Альфонс Ламартин - История жирондистов Том I
Одиннадцатого июля департаментская и муниципальная власти церемониально отправились к Шарантонской заставе для встречи гроба с прахом Вольтера. Его поставили на площади Бастилии, как победителя перед своим трофеем. Гроб изгнанника подняли перед взорами толпы. Ему сделали пьедестал из камней, взятых с фундамента этой крепости деспотизма. Таким образом Вольтер мертвый торжествовал над камнями, которые служили заточением ему при жизни. На одном из этих камней были начертаны следующие слова: «Прими здесь, где ты был скован деспотизмом, почести, присужденные тебе отечеством».
На следующий день, при блеске солнца, которое рассеяло облака дождливой ночи, бесчисленные толпы шли в процессии за погребальной колесницей, которая везла прах Вольтера в Пантеон. В нее было запряжено двенадцать белых лошадей, гривы которых украшались золотом и цветами. Вожжи держали люди, одетые в одежду древних, как изображается на медалях триумфаторов. На колеснице лежало погребальное ложе, а на нем — увенчанное изображение философа во весь рост. Впереди, вокруг и позади саркофага следовали Национальное собрание, департаментские и муниципальные власти, конституционные сословия, магистратура и армия. Бульвары, улицы, площади, окна, крыши, ветви деревьев были заполнены народом, все взоры были обращены на процессию.

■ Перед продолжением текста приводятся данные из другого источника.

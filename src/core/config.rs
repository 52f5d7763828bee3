//! Configuration management with layered hierarchy

use serde::Deserialize;
use std::path::{Path, PathBuf};

/// Default table style for `geoips list ...`
pub const DEFAULT_TABLE_STYLE: &str = "fancy";

/// Default log filter when neither config nor `GEOIPS_LOG` says otherwise
pub const DEFAULT_LOG_LEVEL: &str = "warn";

/// GeoIPS CLI configuration with layered hierarchy
#[derive(Debug, Default, Clone, PartialEq, Deserialize)]
#[serde(default)]
pub struct Config {
    /// Log filter directive (`warn`, `debug`, `geoips=trace`, ...)
    pub log_level: Option<String>,

    /// Default table style for list commands
    pub table_style: Option<String>,

    /// Root that plugin and package paths are reported relative to
    pub install_root: Option<PathBuf>,
}

impl Config {
    /// Load configuration from all sources, merging in priority order
    pub fn load() -> Self {
        let mut config = Config::default();

        // 1. Built-in defaults (already in Default impl)

        // 2. Global user config (~/.config/geoips/config.yaml)
        if let Some(global_path) = Self::global_config_path() {
            if let Some(global) = Self::read(&global_path) {
                config.merge(global);
            }
        }

        // 3. Explicit config file
        if let Ok(path) = std::env::var("GEOIPS_CONFIG") {
            if let Some(explicit) = Self::read(Path::new(&path)) {
                config.merge(explicit);
            }
        }

        // 4. Environment variables
        config.merge(Self::from_env(|key| std::env::var(key).ok()));

        config
    }

    /// Read one config file; missing or malformed files are skipped
    pub fn read(path: &Path) -> Option<Self> {
        if !path.exists() {
            return None;
        }
        let contents = std::fs::read_to_string(path).ok()?;
        match serde_yml::from_str::<Config>(&contents) {
            Ok(config) => Some(config),
            Err(err) => {
                tracing::warn!(path = %path.display(), %err, "ignoring malformed config file");
                None
            }
        }
    }

    /// Config layer built from `GEOIPS_*` variables looked up through `var`
    fn from_env(var: impl Fn(&str) -> Option<String>) -> Self {
        Config {
            log_level: var("GEOIPS_LOG_LEVEL"),
            table_style: var("GEOIPS_TABLE_STYLE"),
            install_root: var("GEOIPS_INSTALL_ROOT").map(PathBuf::from),
        }
    }

    /// Get the path to the global config file
    pub fn global_config_path() -> Option<PathBuf> {
        directories::ProjectDirs::from("", "", "geoips")
            .map(|dirs| dirs.config_dir().join("config.yaml"))
    }

    /// Merge another config into this one (other takes precedence)
    fn merge(&mut self, other: Config) {
        if other.log_level.is_some() {
            self.log_level = other.log_level;
        }
        if other.table_style.is_some() {
            self.table_style = other.table_style;
        }
        if other.install_root.is_some() {
            self.install_root = other.install_root;
        }
    }

    pub fn log_level(&self) -> &str {
        self.log_level.as_deref().unwrap_or(DEFAULT_LOG_LEVEL)
    }

    pub fn table_style(&self) -> &str {
        self.table_style.as_deref().unwrap_or(DEFAULT_TABLE_STYLE)
    }

    /// Install root, falling back to the directory holding the executable
    pub fn install_root(&self) -> PathBuf {
        if let Some(root) = &self.install_root {
            return root.clone();
        }
        std::env::current_exe()
            .ok()
            .and_then(|exe| exe.parent().map(Path::to_path_buf))
            .unwrap_or_else(|| PathBuf::from("."))
    }
}

#[cfg(test)]
mod tests {
    use super::*;
    use std::collections::HashMap;
    use tempfile::TempDir;

    #[test]
    fn test_defaults() {
        let config = Config::default();
        assert_eq!(config.log_level(), "warn");
        assert_eq!(config.table_style(), "fancy");
    }

    #[test]
    fn test_read_yaml_file() {
        let tmp = TempDir::new().unwrap();
        let path = tmp.path().join("config.yaml");
        std::fs::write(&path, "table_style: markdown\ninstall_root: /opt/geoips\n").unwrap();

        let config = Config::read(&path).unwrap();
        assert_eq!(config.table_style(), "markdown");
        assert_eq!(config.install_root(), PathBuf::from("/opt/geoips"));
        assert_eq!(config.log_level, None);
    }

    #[test]
    fn test_malformed_and_missing_files_skipped() {
        let tmp = TempDir::new().unwrap();
        let path = tmp.path().join("config.yaml");
        std::fs::write(&path, "table_style: [unclosed\n").unwrap();

        assert!(Config::read(&path).is_none());
        assert!(Config::read(&tmp.path().join("missing.yaml")).is_none());
    }

    #[test]
    fn test_env_layer_overrides_file() {
        let mut config = Config {
            log_level: Some("info".to_string()),
            table_style: Some("markdown".to_string()),
            install_root: None,
        };
        let env: HashMap<&str, &str> = [("GEOIPS_TABLE_STYLE", "plain")].into_iter().collect();
        config.merge(Config::from_env(|key| env.get(key).map(|v| v.to_string())));

        assert_eq!(config.table_style(), "plain");
        assert_eq!(config.log_level(), "info");
    }
}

Несмотря на суетный, театральный характер этой церемонии, на лицах присутствовавших были заметны сосредоточенность мысли и внутренняя радость интеллектуального торжества. Шествие открывалось многочисленными отрядами кавалерии. Затем следовали барабаны, покрытые крепом и издававшие погребальные звуки, которые смешивались с пушечными залпами артиллерии. Воспитанники парижских коллегий, патриотические общества, батальоны национальной гвардии, рабочие типографий, граждане, участвовавшие в уничтожении Бастилии, несли походный печатный станок, который на ходу оттискивал эпитафии Вольтеру; другие, также из их числа, несли цепи, железные ошейники, железные засовы и ядра, найденные в тюрьмах или в тюремных арсеналах; некоторые, наконец, теснились между войском и народом с бюстами Вольтера, Руссо и Мирабо. На особых носилках расположили протокол избирателей 1789 года, этой «геджры» восстания. На другом помосте граждане Сент-Антуанского предместья везли рельефный план Бастилии, знамя башни и молодую девушку, одетую амазонкой, которая сражалась с ними при осаде этой крепости. Там и сям над головами толпы возвышались пики с надетыми на них фригийскими шапками. На конце одной из таких пик была прикреплена надпись: «Из этого железа родилась свобода».
Все актеры и актрисы парижских театров сопровождали позолоченную статую человека, который вдохновлял их в течение шестидесяти лет. Названия главнейших сочинений Вольтера были выгравированы на боках пирамиды, представлявшей его бессмертие. В ковчеге, также позолоченном, находились семьдесят томов его сочинений. Члены ученых обществ и главнейших академий королевства окружали этот ковчег. По прибытии на набережную, носившую имя Вольтера, погребальная колесница остановилась перед домом де Виллетта, где Вольтер умер и где было захоронено его сердце. Гирлянды из листьев и венки из роз украшали фасад этого дома. На нем видна была знаменитая надпись: «Его ум везде, а сердце здесь». Молодые девушки в белом, с цветами на головах, стояли на ступеньках амфитеатра, построенного перед домом. Госпожа Виллетт, которой Вольтер был вторым отцом, и молодые девушки из амфитеатра сошли на улицу, усыпанную цветами, и пошли перед колесницей.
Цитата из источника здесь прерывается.